→ Directions: Give every line of the records exactly, please, from the first up to and including the one containing "use futures::FutureExt;".

→ Exercise material:
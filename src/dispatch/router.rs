//! The interaction boundary.
//!
//! Every inbound interaction goes through [`Router::dispatch`]: resolve,
//! acknowledge, run, deliver. No error or panic escapes it; a failed reply
//! falls back to plain text.

use std::any::Any;
use std::panic::AssertUnwindSafe;
use std::sync::Arc;

use futures::FutureExt;
use tracing::{debug, error, info, warn};

use crate::common::error::{BotError, BotResult};
use crate::config::Environment;
use crate::dispatch::context::BotContext;
use crate::dispatch::interaction::{Interaction, Kind};
use crate::dispatch::registry::{Ack, DispatchRegistry, HandlerRegistration};
use crate::dispatch::responder::Responder;
use crate::dispatch::response::{Reply, Response, MAX_CHOICES};

const PLAIN_FALLBACK: &str = "Something went wrong while answering. Please try again.";

pub struct Router {
    registry: Arc<DispatchRegistry>,
    ctx: Arc<BotContext>,
}

impl Router {
    pub fn new(registry: DispatchRegistry, ctx: Arc<BotContext>) -> Self {
        info!("Router ready with {} handlers", registry.len());
        Self {
            registry: Arc::new(registry),
            ctx,
        }
    }

    pub fn context(&self) -> &Arc<BotContext> {
        &self.ctx
    }

    pub async fn dispatch(&self, interaction: Interaction, responder: &dyn Responder) {
        if interaction.kind == Kind::Autocomplete {
            self.dispatch_autocomplete(&interaction, responder).await;
            return;
        }

        let Some(registration) = self.registry.resolve(interaction.kind, &interaction.identifier) else {
            warn!(
                command = %interaction.identifier,
                user = interaction.user_id,
                guild = ?interaction.guild_id,
                "No handler for {} '{}'",
                interaction.kind,
                interaction.identifier
            );
            let unavailable = BotError::not_found(format!("handler for '{}'", interaction.identifier));
            self.report(&interaction, &unavailable, responder).await;
            return;
        };

        if registration.ack == Ack::Defer {
            if let Err(e) = responder.defer().await {
                error!(
                    command = %interaction.identifier,
                    user = interaction.user_id,
                    "Failed to acknowledge interaction: {}",
                    e
                );
                return;
            }
        }

        let result = match self.run(registration, &interaction, responder).await {
            Ok(reply) => self.deliver(reply, responder).await,
            Err(e) => Err(e),
        };
        if let Err(e) = result {
            self.report(&interaction, &e, responder).await;
        }
    }

    async fn dispatch_autocomplete(&self, interaction: &Interaction, responder: &dyn Responder) {
        let choices = match self.registry.resolve(Kind::Autocomplete, &interaction.identifier) {
            Some(registration) => match self.run(registration, interaction, responder).await {
                Ok(Reply::Choices(mut choices)) => {
                    choices.truncate(MAX_CHOICES);
                    choices
                }
                Ok(_) => Vec::new(),
                Err(e) => {
                    warn!(
                        command = %interaction.identifier,
                        user = interaction.user_id,
                        "Autocomplete failed: {}",
                        e
                    );
                    Vec::new()
                }
            },
            None => {
                debug!("No autocomplete handler for '{}'", interaction.identifier);
                Vec::new()
            }
        };
        if let Err(e) = responder.choices(&choices).await {
            warn!("Failed to send autocomplete choices: {}", e);
        }
    }

    /// Run the handler, turning a panic into an error.
    async fn run(
        &self,
        registration: &HandlerRegistration,
        interaction: &Interaction,
        responder: &dyn Responder,
    ) -> BotResult<Reply> {
        AssertUnwindSafe(registration.handler.handle(&self.ctx, interaction, responder))
            .catch_unwind()
            .await
            .unwrap_or_else(|panic| {
                Err(BotError::Internal {
                    message: panic_message(panic.as_ref()),
                })
            })
    }

    async fn deliver(&self, reply: Reply, responder: &dyn Responder) -> BotResult<()> {
        match reply {
            Reply::Message(response) => {
                response.validate()?;
                responder.send(&response).await?;
            }
            Reply::Modal(form) => responder.modal(&form).await?,
            Reply::Choices(mut choices) => {
                choices.truncate(MAX_CHOICES);
                responder.choices(&choices).await?;
            }
            Reply::Silent => {}
        }
        Ok(())
    }

    async fn report(&self, interaction: &Interaction, error: &BotError, responder: &dyn Responder) {
        match error {
            BotError::Validation(_) => debug!(
                command = %interaction.identifier,
                user = interaction.user_id,
                "Rejected input: {}",
                error
            ),
            BotError::ExpiredSession => debug!(
                command = %interaction.identifier,
                user = interaction.user_id,
                "Expired session"
            ),
            BotError::NotFound { .. } => warn!(
                command = %interaction.identifier,
                user = interaction.user_id,
                guild = ?interaction.guild_id,
                "{}",
                error
            ),
            BotError::Downstream(_) | BotError::Limits(_) | BotError::Internal { .. } => error!(
                command = %interaction.identifier,
                kind = %interaction.kind,
                user = interaction.user_id,
                guild = ?interaction.guild_id,
                "Handler failed: {:?}",
                error
            ),
        }

        let response = error_response(error, self.ctx.environment);
        if let Err(e) = responder.send(&response).await {
            warn!("Failed to send error reply, falling back to plain text: {}", e);
            if let Err(e) = responder.send_plain(PLAIN_FALLBACK).await {
                error!(
                    command = %interaction.identifier,
                    user = interaction.user_id,
                    "Failed to send plain error reply: {}",
                    e
                );
            }
        }
    }
}

/// User-facing reply for a failed interaction. System failures only carry
/// details outside production.
pub fn error_response(error: &BotError, environment: Environment) -> Response {
    match error {
        BotError::Validation(problems) => {
            let items: Vec<String> = problems.iter().map(|p| format!("• {}", p)).collect();
            Response::warning("Invalid input", items.join("\n"))
        }
        BotError::NotFound { .. } => Response::error(
            "Unavailable",
            "This is no longer available.",
            None,
        ),
        BotError::ExpiredSession => Response::warning(
            "Session expired",
            "Your avatar creation session expired. Run `/avatar create` to start again.",
        ),
        BotError::Downstream(_) | BotError::Limits(_) | BotError::Internal { .. } => {
            let details = error.to_string();
            Response::error(
                "Something went wrong!",
                "An unexpected error occurred while processing your request.",
                (!environment.is_production()).then_some(details.as_str()),
            )
        }
    }
}

fn panic_message(panic: &(dyn Any + Send)) -> String {
    if let Some(message) = panic.downcast_ref::<&str>() {
        message.to_string()
    } else if let Some(message) = panic.downcast_ref::<String>() {
        message.clone()
    } else {
        "handler panicked".to_string()
    }
}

→ Exercise output:
filename src/dispatch/router.rs
//! The interaction boundary.
//!
//! Every inbound interaction goes through [`Router::dispatch`]: resolve,
//! acknowledge, run, deliver. No error or panic escapes it; a failed reply
//! falls back to plain text.

use std::any::Any;
use std::panic::AssertUnwindSafe;
use std::sync::Arc;

use futures::FutureExt;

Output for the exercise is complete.